The Risk-Factor Record Has Been Rewritten
$COIN's most recent 10-K comparison, filed February 12, 2026 against the prior year's February 13, 2025 filing, shows 8 added risk factors, 8 removed, and 8 materially changed candidates. That is a substantial rewrite of the Item 1A disclosure. Risk-factor rewrites of that scale typically track real changes in how management characterizes the business, its regulatory exposure, or its competitive position. The specific language behind each change matters more than the count, and the 10-K is the document to read for that detail.
The Filing Risk Score sits at 100, the ceiling. That reflects the density and recency of material disclosures, not a judgment on financial health. The elevated disclosure cadence is the signal: Coinbase has been generating a high volume of material filings, and the risk-factor rewrite adds weight to that read.
Exchange Exposure, Not a Treasury Position
$COIN's BTC Exposure Score is 70, placing it in the high operating sensitivity range. That score reflects how directly the equity tracks Bitcoin price movements through revenue and product structure, not through a balance-sheet Bitcoin position. Coinbase earns fees on trading volume, custody, and services. When Bitcoin and the broader crypto market are active, revenue follows. When the market runs cold, as the current Fear and Greed reading of 29 suggests, volume and fee revenue compress.
There is no Bitcoin treasury position to report here. $COIN's Bitcoin exposure runs through its operating model, not through held assets.
Where the Stock Sits After the Print
$COIN is down roughly 19% year to date as of May 20, sitting near its 50-day moving average after a 30-day decline of about 10%. The short-term trend is up, but the longer-term trend is down, and the stock remains well below its 52-week high set in July 2025. The 52-week low was set on February 12, 2026, the same day the most recent 10-K was filed.
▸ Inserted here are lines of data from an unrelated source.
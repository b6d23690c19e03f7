//! List managed entries in authorized_keys

use std::path::PathBuf;

use colored::Colorize;

use crate::config;
use crate::error::Result;

pub fn run(ssh_dir: Option<PathBuf>, json: bool) -> Result<()> {
    let ssh_dir = match ssh_dir {
        Some(dir) => dir,
        None => config::default_ssh_dir()?,
    };

    let keys = config::list_keys(&ssh_dir)?;

    if json {
        println!("{}", serde_json::to_string_pretty(&keys)?);
        return Ok(());
    }

    if keys.is_empty() {
        println!("No managed keys in {}", config::authorized_keys_path(&ssh_dir).display());
        return Ok(());
    }

    println!("{}", "Managed keys:".cyan().bold());
    println!();
    for (i, key) in keys.iter().enumerate() {
        println!(
            "  {} {} {} {}",
            format!("[{}]", i + 1).cyan(),
            key.key_type,
            key.fingerprint.bold(),
            key.comment.dimmed()
        );
    }

    Ok(())
}
//! Key files on disk
//!
//! Layout matches what `ssh-keygen` produces:
//! - `<dir>/id_ed25519` or `<dir>/id_rsa`: private key, mode 0600
//! - `<dir>/<name>.pub`: public key line plus newline, mode 0644
//! - `<dir>` itself: mode 0700

use std::fs::{self, OpenOptions};
use std::io::Write;
use std::path::{Path, PathBuf};

use tracing::info;

use crate::error::{Result, SshKeyError};
use crate::keygen::{key_file_name, SshKeyPair};

const SSH_DIR: &str = ".ssh";
const PUBLIC_KEY_SUFFIX: &str = ".pub";

const DIR_MODE: u32 = 0o700;
const PRIVATE_KEY_MODE: u32 = 0o600;
const PUBLIC_KEY_MODE: u32 = 0o644;

/// Paths written by [`save_key_pair`]
#[derive(Debug, Clone, PartialEq, Eq)]
pub struct SavedKeyPair {
    pub private_key: PathBuf,
    pub public_key: PathBuf,
}

/// `~/.ssh` for the current user
pub fn default_ssh_dir() -> Result<PathBuf> {
    dirs::home_dir()
        .map(|home| home.join(SSH_DIR))
        .ok_or(SshKeyError::NoHomeDirectory)
}

/// Create `dir` with mode 0700, or tighten its mode if it already exists
pub fn ensure_ssh_dir(dir: &Path) -> Result<()> {
    if !dir.exists() {
        fs::create_dir_all(dir)?;
        info!(dir = %dir.display(), "created SSH directory");
    }

    #[cfg(unix)]
    {
        use std::os::unix::fs::PermissionsExt;
        let mode = fs::metadata(dir)?.permissions().mode() & 0o777;
        if mode != DIR_MODE {
            fs::set_permissions(dir, fs::Permissions::from_mode(DIR_MODE))?;
            info!(dir = %dir.display(), "fixed SSH directory permissions");
        }
    }

    Ok(())
}

/// Write both halves of `pair` into `dir` under the conventional file names
///
/// Existing files are left untouched unless `overwrite` is set.
pub fn save_key_pair(dir: &Path, pair: &SshKeyPair, overwrite: bool) -> Result<SavedKeyPair> {
    let private_path = dir.join(key_file_name(pair.key_type));
    let public_path = public_key_path(&private_path);

    if !overwrite {
        for path in [&private_path, &public_path] {
            if path.exists() {
                return Err(SshKeyError::KeyFileExists(path.clone()));
            }
        }
    }

    ensure_ssh_dir(dir)?;

    write_key_file(&private_path, pair.private_key.as_bytes(), PRIVATE_KEY_MODE)?;
    write_key_file(
        &public_path,
        format!("{}\n", pair.public_key).as_bytes(),
        PUBLIC_KEY_MODE,
    )?;

    info!(path = %private_path.display(), key_type = %pair.key_type, "saved key pair");

    Ok(SavedKeyPair {
        private_key: private_path,
        public_key: public_path,
    })
}

/// `id_ed25519` -> `id_ed25519.pub`
pub fn public_key_path(private_key: &Path) -> PathBuf {
    let mut name = private_key.as_os_str().to_os_string();
    name.push(PUBLIC_KEY_SUFFIX);
    PathBuf::from(name)
}

/// First non-empty line of a public key file
pub fn read_public_key(path: &Path) -> Result<String> {
    let content = fs::read_to_string(path)?;
    content
        .lines()
        .map(str::trim)
        .find(|line| !line.is_empty())
        .map(str::to_string)
        .ok_or_else(|| SshKeyError::InvalidPublicKey(format!("{} is empty", path.display())))
}

fn write_key_file(path: &Path, contents: &[u8], mode: u32) -> Result<()> {
    let mut options = OpenOptions::new();
    options.write(true).create(true).truncate(true);

    // Restrict from the first byte so the key is never briefly world-readable
    #[cfg(unix)]
    {
        use std::os::unix::fs::OpenOptionsExt;
        options.mode(mode);
    }

    let mut file = options.open(path)?;
    file.write_all(contents)?;
    file.sync_all()?;

    // An overwritten file keeps its old mode
    #[cfg(unix)]
    {
        use std::os::unix::fs::PermissionsExt;
        fs::set_permissions(path, fs::Permissions::from_mode(mode))?;
    }
    #[cfg(not(unix))]
    let _ = mode;

    Ok(())
}
use std::path::PathBuf;

use thiserror::Error;

use crate::ssh::{DerError, WireError};

pub type Result<T> = std::result::Result<T, SshKeyError>;

#[derive(Debug, Error)]
pub enum SshKeyError {
    #[error("Key generation failed: {0}")]
    KeyGenerationFailed(String),

    #[error("Key export failed: {0}")]
    KeyExportFailed(String),

    #[error("No supported key algorithm is available on this platform")]
    NoSupportedAlgorithm,

    #[error("Invalid RSA private key: {0}")]
    InvalidRsaKey(#[from] DerError),

    #[error("Malformed SSH data: {0}")]
    Wire(#[from] WireError),

    #[error("Invalid public key format: {0}")]
    InvalidPublicKey(String),

    #[error("Invalid private key: {0}")]
    InvalidPrivateKey(String),

    #[error("Key file already exists: {0} (use --force to overwrite)")]
    KeyFileExists(PathBuf),

    #[error("Could not determine the home directory")]
    NoHomeDirectory,

    #[error("Base64 decoding failed: {0}")]
    Base64(#[from] base64::DecodeError),

    #[error("I/O error: {0}")]
    Io(#[from] std::io::Error),

    #[error("JSON error: {0}")]
    Json(#[from] serde_json::Error),
}
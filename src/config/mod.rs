//! Where generated keys end up
//!
//! Handles:
//! - Writing key pairs to an SSH directory with OpenSSH's file modes
//! - Managed, restricted entries in `authorized_keys`

mod authorized_keys;
mod storage;

pub use authorized_keys::{
    authorize_key, authorize_new_key, authorized_keys_path, list_keys, managed_entry,
    AuthorizeOutcome, KeyInfo, AUTHORIZED_KEYS_FILE, DEFAULT_OPTIONS, MARKER_COMMENT,
};
pub use storage::{
    default_ssh_dir, ensure_ssh_dir, public_key_path, read_public_key, save_key_pair,
    SavedKeyPair,
};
The macro backdrop adds context without changing the filing read. Bitcoin's 30-day realized volatility is running at roughly 25%, a calm regime by historical standards. Total crypto market capitalization sits near $2.67 trillion. Neither figure suggests the kind of elevated trading environment that drives $COIN's best revenue quarters.
The Number That Matters Next
The $1.41 billion Q1 revenue figure is the baseline. What moves the research case from here is whether Q2 trading volumes hold up in a fear-regime crypto market, and whether the risk-factor rewrites in the 10-K signal a shift in how Coinbase is managing regulatory or competitive exposure. The next 10-Q will show whether the revenue line is compressing or holding as the market sentiment backdrop has deteriorated.
The insider activity picture is quiet relative to the filing noise. The Insider Activity Signal at 48 sits just below the neutral baseline, reflecting routine or low-activity Form 4 patterns rather than a cluster of discretionary transactions.
Research only. Not investment advice.